▶ [RECORDS PROVIDED]
__________________________________________________

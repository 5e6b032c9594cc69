use crate::models::{FieldLabel, Script};
use thiserror::Error;

/// Failures surfaced by the ID card reader.
///
/// Only [`IdCardError::NoDetection`] stops a pipeline run; the per-field
/// variants are logged and degrade to empty results by the caller.
#[derive(Debug, Error)]
pub enum IdCardError {
    #[error("No detections above threshold {threshold}")]
    NoDetection { threshold: f32 },

    #[error("Failed to initialize {script} OCR: {message}")]
    RecognizerInit { script: Script, message: String },

    #[error("OCR error for {label}: {message}")]
    Recognition { label: FieldLabel, message: String },

    #[error("Image processing error: {0}")]
    ImageProcessing(String),

    #[error("Failed to load model: {0}")]
    ModelLoad(String),

    #[error("Inference error: {0}")]
    Inference(String),

    #[error("Configuration error: {0}")]
    Config(String),

    #[error("IO error: {0}")]
    Io(#[from] std::io::Error),
}

impl From<image::ImageError> for IdCardError {
    fn from(err: image::ImageError) -> Self {
        IdCardError::ImageProcessing(err.to_string())
    }
}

__________________________________________________

▶ [HOW TO COMPLETE THIS TASK] Each line of the material above must be retyped precisely.

▶ [FINISHED TASK]
repository 5e6b032c9594cc69
use crate::models::{FieldLabel, Script};
use thiserror::Error;

/// Failures surfaced by the ID card reader.
///
/// Only [`IdCardError::NoDetection`] stops a pipeline run; the per-field
/// variants are logged and degrade to empty results by the caller.
#[derive(Debug, Error)]
pub enum IdCardError {
    #[error("No detections above threshold {threshold}")]
    NoDetection { threshold: f32 },

    #[error("Failed to initialize {script} OCR: {message}")]
    RecognizerInit { script: Script, message: String },

    #[error("OCR error for {label}: {message}")]
    Recognition { label: FieldLabel, message: String },

    #[error("Image processing error: {0}")]
    ImageProcessing(String),

    #[error("Failed to load model: {0}")]
    ModelLoad(String),

    #[error("Inference error: {0}")]
    Inference(String),

    #[error("Configuration error: {0}")]
    Config(String),

    #[error("IO error: {0}")]
    Io(#[from] std::io::Error),
}

impl From<image::ImageError> for IdCardError {
    fn from(err: image::ImageError) -> Self {
        IdCardError::ImageProcessing(err.to_string())
    }
}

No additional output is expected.